В хозяйском доме не спали. Значит, шитье пошло ладно да правильно… Первое шитье в настоящем мире, где и канва – сама жизнь, и нитки не заемные.
– Папа тебе куклу сделал? – уточнила Тинка.
– Он всяких делает, много, – гордо отозвалась девочка. – И страфа мне сделает. А я тоже расстараюсь. Пояс ему сошью, чтоб спинка не болела.
– И скоро сошьешь?
– Да уже почитай готов, – серьезно сообщила малявка. – Только не украшен. Знаешь, сколь торговцы за цветные нитки требуют? Ну, настоящие, какие не тускнеют… Я к красным на ярмарке так приглядывалась… А только их морским чем-то красят, на ту краску у выра надо договор покупать. За золото…
– Есть у меня нитки. Не много, но есть. Оставить не оставлю, а сама уж с украшением помогу. Красными одними нам никак не обойтись, но мы уж расстараемся.
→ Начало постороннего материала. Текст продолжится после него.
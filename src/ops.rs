//! Operator traits applied independently at every leaf.
//!
//! - [`Map`] turns one shard into a new shard; the dataset keeps its shape.
//! - [`Sketch`] reduces one shard to a monoid value; values are merged bottom-up.
//!
//! Both receive the shard by shared reference. A shard may be read by any number of concurrent
//! requests, so operators never mutate it.
//!
//! Closure adapters ([`map_fn`], [`sketch_fn`]) lift one-off closures into operators
//! without a named type.

use crate::monoid::{Monoid, PairMonoid};
use std::marker::PhantomData;

/// Per-leaf transform `S -> Output`.
pub trait Map<S>: Send + Sync + 'static {
    type Output: Send + Sync + 'static;

    fn apply(&self, shard: &S) -> anyhow::Result<Self::Output>;
}

/// Per-leaf reduction to a monoid value.
pub trait Sketch<S>: Monoid + 'static {
    fn create(&self, shard: &S) -> anyhow::Result<Self::Item>;
}

impl<S, K: Sketch<S> + ?Sized> Sketch<S> for std::sync::Arc<K> {
    fn create(&self, shard: &S) -> anyhow::Result<Self::Item> {
        (**self).create(shard)
    }
}

/* ===================== closure adapters ===================== */

/// [`Map`] backed by a closure; see [`map_fn`].
pub struct MapFn<S, O, F>(F, PhantomData<fn(&S) -> O>);

/// Build a [`Map`] from a fallible closure.
pub fn map_fn<S, O, F>(f: F) -> MapFn<S, O, F>
where
    S: 'static,
    O: Send + Sync + 'static,
    F: Fn(&S) -> anyhow::Result<O> + Send + Sync + 'static,
{
    MapFn(f, PhantomData)
}

impl<S, O, F> Map<S> for MapFn<S, O, F>
where
    S: 'static,
    O: Send + Sync + 'static,
    F: Fn(&S) -> anyhow::Result<O> + Send + Sync + 'static,
{
    type Output = O;

    fn apply(&self, shard: &S) -> anyhow::Result<O> {
        (self.0)(shard)
    }
}

/// [`Sketch`] made of an existing monoid and a per-shard closure; see [`sketch_fn`].
pub struct FnSketch<S, M, F> {
    monoid: M,
    create: F,
    _s: PhantomData<fn(&S)>,
}

/// Build a [`Sketch`] from a monoid and a fallible `create` closure.
pub fn sketch_fn<S, M, F>(monoid: M, create: F) -> FnSketch<S, M, F>
where
    S: 'static,
    M: Monoid + 'static,
    F: Fn(&S) -> anyhow::Result<M::Item> + Send + Sync + 'static,
{
    FnSketch {
        monoid,
        create,
        _s: PhantomData,
    }
}

impl<S, M: Monoid, F: Send + Sync> Monoid for FnSketch<S, M, F> {
    type Item = M::Item;

    fn zero(&self) -> M::Item {
        self.monoid.zero()
    }

    fn add(&self, left: &M::Item, right: &M::Item) -> M::Item {
        self.monoid.add(left, right)
    }
}

impl<S, M, F> Sketch<S> for FnSketch<S, M, F>
where
    S: 'static,
    M: Monoid + 'static,
    F: Fn(&S) -> anyhow::Result<M::Item> + Send + Sync + 'static,
{
    fn create(&self, shard: &S) -> anyhow::Result<M::Item> {
        (self.create)(shard)
    }
}

/* ===================== IdentityMap ===================== */

/// The identity map: every leaf is cloned unchanged.
#[derive(Clone, Copy, Debug, Default)]
pub struct IdentityMap;

impl<S: Clone + Send + Sync + 'static> Map<S> for IdentityMap {
    type Output = S;

    fn apply(&self, shard: &S) -> anyhow::Result<S> {
        Ok(shard.clone())
    }
}

/* ===================== PrecomputedSketch ===================== */

/// Looks like a sketch but never reads the shard: `create` returns a fixed value, while
/// `zero`/`add` delegate to another monoid.
///
/// Useful for answering a request whose result is already known through the same streaming
/// path as any other sketch.
#[derive(Clone, Debug)]
pub struct PrecomputedSketch<M: Monoid> {
    value: M::Item,
    delegate: M,
}

impl<M: Monoid> PrecomputedSketch<M> {
    pub const fn new(value: M::Item, delegate: M) -> Self {
        Self { value, delegate }
    }
}

impl<M: Monoid> Monoid for PrecomputedSketch<M>
where
    M::Item: Sync,
{
    type Item = M::Item;

    fn zero(&self) -> M::Item {
        self.delegate.zero()
    }

    fn add(&self, left: &M::Item, right: &M::Item) -> M::Item {
        self.delegate.add(left, right)
    }
}

impl<S, M: Monoid + 'static> Sketch<S> for PrecomputedSketch<M>
where
    M::Item: Sync,
{
    fn create(&self, _shard: &S) -> anyhow::Result<M::Item> {
        Ok(self.value.clone())
    }
}

/* ===================== ConcurrentSketch ===================== */

/// Two sketches evaluated in the same distributed pass.
///
/// Each leaf runs both `create`s; the pair is combined component-wise. Use with
/// [`crate::postprocess::ConcurrentPostProcessed`] to post-process both results jointly.
#[derive(Clone, Debug)]
pub struct ConcurrentSketch<A, B> {
    pair: PairMonoid<A, B>,
}

impl<A, B> ConcurrentSketch<A, B> {
    pub const fn new(first: A, second: B) -> Self {
        Self {
            pair: PairMonoid { first, second },
        }
    }

    pub const fn first(&self) -> &A {
        &self.pair.first
    }

    pub const fn second(&self) -> &B {
        &self.pair.second
    }
}

impl<A: Monoid, B: Monoid> Monoid for ConcurrentSketch<A, B> {
    type Item = (A::Item, B::Item);

    fn zero(&self) -> Self::Item {
        self.pair.zero()
    }

    fn add(&self, left: &Self::Item, right: &Self::Item) -> Self::Item {
        self.pair.add(left, right)
    }
}

impl<S, A: Sketch<S>, B: Sketch<S>> Sketch<S> for ConcurrentSketch<A, B> {
    fn create(&self, shard: &S) -> anyhow::Result<Self::Item> {
        Ok((self.pair.first.create(shard)?, self.pair.second.create(shard)?))
    }
}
– Ты так хорошо это сказала, Тингали…
Я кивнула. Может, и впрямь неплохо? Красные нити – они радость, солнышку родня и души рассвет. Красными больного не поднять, но зато они от уныния крепко помогают, особенно в осень, когда серость на мир ползёт, власть в нем хочет захватить. Я погладила канву. Она и такая бывает: самая обыкновенная, из грубого серого полотна. Добротного, в основе шерсть да пух, свито крепко, и души в работу без счёта вложено: для батюшки малявка старалась. Потому и канва ровна, и тепла в ней много. А мне без тепла никак, нельзя ведь через силу мир менять и людей, если они не ждут изменения, отторгают его.
Золотая иголка в пальцы легла сама, и не уколола, и норова не выказала. Нитка в ушко ей так и прыгнула. Сама в работу просится. И как не проситься? Хороший человек этот хозяйкин сын. На Кимочку моего чуть-чуть похож. Глаза у него глубокие, доброту черпай – не вычерпаешь. А только и боли не меньше, горчит его доброта… Нет в доме настоящего достатка, мать одна дрова рубит, одна пашет и на огороде сгибается, сохнет до поры. Как на такое смотреть? И помочь нельзя, утекла сила, сгинула… бывает так: тело по виду то же осталось, а основная его нить, главная, надорвалась. Как подрезали человека. Стонет, дышит тяжело, тряпичный весь – мается, не живёт.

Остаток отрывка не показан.